Als die ersten Meldungen über eine Attentatslage eintreffen, haben Polizistinnen, Polizisten, Einsatzkommandos, Rettungskräfte, Notaufnahmeteams – Amélie, Quentin, Karim, Carole, Jérémy und die anderen – einen ganz normalen Tag hinter sich, Unfälle, Schlägereien, häusliche Gewalt. Die meisten sind jung, doch längst eingeübt, was heißt denn „Attentat“, wenn nicht: Begleichung einer Rechnung, rivalisierende Banden, Vorbestrafte, Rache. Aber diesmal fahren sie mit Blaulicht zu einem „Kriegsschauplatz“, Maschinengewehre, Sprengstoffgürtel, Geiselnahmen, das heißt: keine Zeit für koordinierte Planungen, „wir müssen taub sein für alles, was uns umgibt, nur vorwärts“. Dann kommen die Rettungswagen, Ärzte, Sanitäter. Auf Hilferufe und Blicke nicht reagieren, „wir sterben“, Verwundete zurücklassen, Prioritäten setzen, Entscheidungen treffen, Triage: „Ich allein muss entscheiden, wer gerettet werden wird und wer nicht.
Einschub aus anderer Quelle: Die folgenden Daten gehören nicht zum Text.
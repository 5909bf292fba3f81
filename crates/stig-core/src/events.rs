// Copyright (c) 2024-2026 Martin Schröder <info@swedishembedded.com>
//
// SPDX-License-Identifier: Apache-2.0
use crate::message::{AskKind, DisplayEntry};

/// Events pushed to the UI transport during a task.
/// Consumers (CLI renderer, tests) subscribe to these to drive their output.
#[derive(Debug, Clone)]
pub enum EngineEvent {
    /// A display entry was appended or updated in place.  The same `ts`
    /// appearing twice means an in-place update of that entry.
    Message(DisplayEntry),
    /// An ask is pending and a response is expected through the task handle.
    AskPending {
        ts: u64,
        kind: AskKind,
        text: Option<String>,
    },
    /// Per-request token and cost accounting.
    TokenUsage {
        input: u32,
        output: u32,
        cache_read: u32,
        cache_write: u32,
        total_cost: Option<f64>,
        context_tokens: usize,
        context_window: usize,
    },
    /// The transcript's masked interval advanced.
    ContextTruncated {
        deleted_range: (usize, usize),
    },
    /// A summarization pass replaced older history.
    ContextCompacted,
    /// The model signalled task completion; the result text is final.
    TaskCompleted { result: String },
    /// One driver turn finished (tool results gathered or text-only reply).
    TurnCompleted,
    /// The task was cancelled; any partial text streamed so far is included.
    Aborted { partial_text: String },
}
// Copyright (c) 2024-2026 Martin Schröder <info@swedishembedded.com>
//
// SPDX-License-Identifier: Apache-2.0
use std::sync::{Arc, Mutex};
use std::sync::atomic::{AtomicBool, AtomicU32, Ordering};

use async_trait::async_trait;
use futures::stream;

use crate::{
    error::ProviderError,
    provider::{ChunkStream, ModelProvider},
    types::{ApiMessage, ModelInfo, StreamChunk, ToolFunction, UsageChunk},
};

/// One scripted `create_message` call.
pub enum ScriptedCall {
    /// The call itself fails before any chunk is produced.
    Fail(ProviderError),
    /// The call yields this exact chunk sequence (errors allowed mid-stream).
    Chunks(Vec<Result<StreamChunk, ProviderError>>),
}

/// Captured copy of the last request, for assertions.
#[derive(Debug, Clone, Default)]
pub struct CapturedRequest {
    pub system_prompt: String,
    pub transcript: Vec<ApiMessage>,
    pub tool_count: usize,
}

/// A pre-scripted provider.  Each `create_message` call pops the next script
/// from the front of the queue, so tests can specify exact chunk sequences —
/// including failures — without network access.
pub struct ScriptedProvider {
    scripts: Mutex<Vec<ScriptedCall>>,
    context_window: usize,
    native_tools: bool,
    forces_parallel: bool,
    pub call_count: AtomicU32,
    pub abort_called: AtomicBool,
    /// The last request seen, so tests can inspect what was sent.
    pub last_request: Arc<Mutex<Option<CapturedRequest>>>,
}

impl ScriptedProvider {
    pub fn new(scripts: Vec<ScriptedCall>) -> Self {
        Self {
            scripts: Mutex::new(scripts),
            context_window: 200_000,
            native_tools: false,
            forces_parallel: false,
            call_count: AtomicU32::new(0),
            abort_called: AtomicBool::new(false),
            last_request: Arc::new(Mutex::new(None)),
        }
    }

    pub fn with_context_window(mut self, tokens: usize) -> Self {
        self.context_window = tokens;
        self
    }

    pub fn with_native_tools(mut self) -> Self {
        self.native_tools = true;
        self
    }

    pub fn with_forced_parallel(mut self) -> Self {
        self.forces_parallel = true;
        self
    }

    /// Convenience: a single call that streams `text` then a usage chunk.
    pub fn always_text(text: impl Into<String>) -> Self {
        Self::new(vec![Self::text_call(text)])
    }

    /// A script entry streaming `text` followed by a usage chunk.
    pub fn text_call(text: impl Into<String>) -> ScriptedCall {
        ScriptedCall::Chunks(vec![
            Ok(StreamChunk::Text { text: text.into() }),
            Ok(StreamChunk::Usage(UsageChunk {
                input_tokens: 10,
                output_tokens: 10,
                ..Default::default()
            })),
        ])
    }

    /// A script entry that streams the given text split into `n`-byte deltas,
    /// exercising the incremental parser the way a real stream would.
    pub fn chunked_text_call(text: &str, n: usize) -> ScriptedCall {
        let mut chunks: Vec<Result<StreamChunk, ProviderError>> = text
            .as_bytes()
            .chunks(n.max(1))
            .map(|c| {
                Ok(StreamChunk::Text {
                    text: String::from_utf8_lossy(c).into_owned(),
                })
            })
            .collect();
        chunks.push(Ok(StreamChunk::Usage(UsageChunk {
            input_tokens: 10,
            output_tokens: 10,
            ..Default::default()
        })));
        ScriptedCall::Chunks(chunks)
    }

    /// A script entry that emits only a usage chunk (an empty reply).
    pub fn empty_call() -> ScriptedCall {
        ScriptedCall::Chunks(vec![Ok(StreamChunk::Usage(UsageChunk {
            input_tokens: 10,
            output_tokens: 0,
            ..Default::default()
        }))])
    }
}

#[async_trait]
impl ModelProvider for ScriptedProvider {
    fn model_info(&self) -> ModelInfo {
        ModelInfo {
            provider_id: "scripted".into(),
            model_id: "scripted-model".into(),
        }
    }

    fn context_window(&self) -> usize {
        self.context_window
    }

    fn supports_native_tools(&self) -> bool {
        self.native_tools
    }

    fn forces_parallel_tool_calls(&self) -> bool {
        self.forces_parallel
    }

    async fn create_message(
        &self,
        system_prompt: &str,
        transcript: &[ApiMessage],
        tools: Option<&[ToolFunction]>,
    ) -> Result<ChunkStream, ProviderError> {
        self.call_count.fetch_add(1, Ordering::SeqCst);
        *self.last_request.lock().unwrap() = Some(CapturedRequest {
            system_prompt: system_prompt.to_string(),
            transcript: transcript.to_vec(),
            tool_count: tools.map(<[_]>::len).unwrap_or(0),
        });

        let call = {
            let mut scripts = self.scripts.lock().unwrap();
            if scripts.is_empty() {
                // Default fallback once all scripts are consumed.
                ScriptedCall::Chunks(vec![Ok(StreamChunk::Text {
                    text: "[no more scripts]".into(),
                })])
            } else {
                scripts.remove(0)
            }
        };
        match call {
            ScriptedCall::Fail(e) => Err(e),
            ScriptedCall::Chunks(chunks) => Ok(Box::pin(stream::iter(chunks))),
        }
    }

    fn abort(&self) {
        self.abort_called.store(true, Ordering::SeqCst);
    }
}

// ─── Unit tests ──────────────────────────────────────────────────────────────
Mit dem Kopf kann ich es nicht, ich muss es mit den Händen tun, mit Jahrzehnten medizinischen Wissens in meinen Händen, einen anderen Kompass gibt es nicht.“ Gerüchte und Nachrichten verbreiten sich inzwischen wie Lauffeuer, Telefonzentralen stehen nicht still, Stimmen voller Panik und Terror, „Allô, allô, hören Sie mich? Kommen Sie schnell!“ Letzte Worte an die Nächsten. Die Smartphones im Bataclan klingeln und vibrieren, SMS und WhatsApp-Nachrichten, immer wieder, Mütter und auch Väter ahnen und wissen dann, dass etwas nicht stimmt. „Wo bist du?“ – „Dies ist die Mailbox von.“

Am 13. November 2015, ganz gleich an welchem Ort, waren wir Pariser oder Pariserin. Wer sich an diesem Freitagabend und am darauffolgenden Wochenende aber in der Stadt aufhielt, z.B. wie ich selbst anlässlich einer Tagung über Villes détruites, erlebte, dass zunächst Unfassbares durchsickerte und dann bestätigt wurde, dass Viertel abgeriegelt und Métro-Linien geschlossen wurden, dass TF1 das Spiel im Stade de France live sendete und erst danach die Berichterstattung von den Attentaten aufnahm, dass Helikopter am Nachthimmel kreisten, Menschen aus der ganzen Welt, sogar aus Kabul, auf überlasteten Kommunikationskanälen anfragten, ob man lebte. Am Samstag dann war alles still, Paris zur Geisterstadt geworden. Die Stunde der Listen kam später. Das alles hat sich eingeprägt, selbst wenn man keines der Opfer persönlich kannte oder jemanden, der einen geliebten Menschen verlor. Die meisten aber kannten jemanden, der jemanden kannte, dem dieses oder jenes widerfahren war. Wer heute, zehn Jahre später, nur Laurent Gaudés bestürzende, erzähltechnisch gewagte chorische „Erzählung“ liest, wird die Stimmen der Lebenden und Toten noch lange hören: „Ich bin tot, Papa. Sie haben mich getötet und wir werden nie mehr miteinander reden.“

 

Laurent Gaudé: Terrasses ou Notre long baiser si longtemps retardé. Arles: Actes Sud 2024, 135S.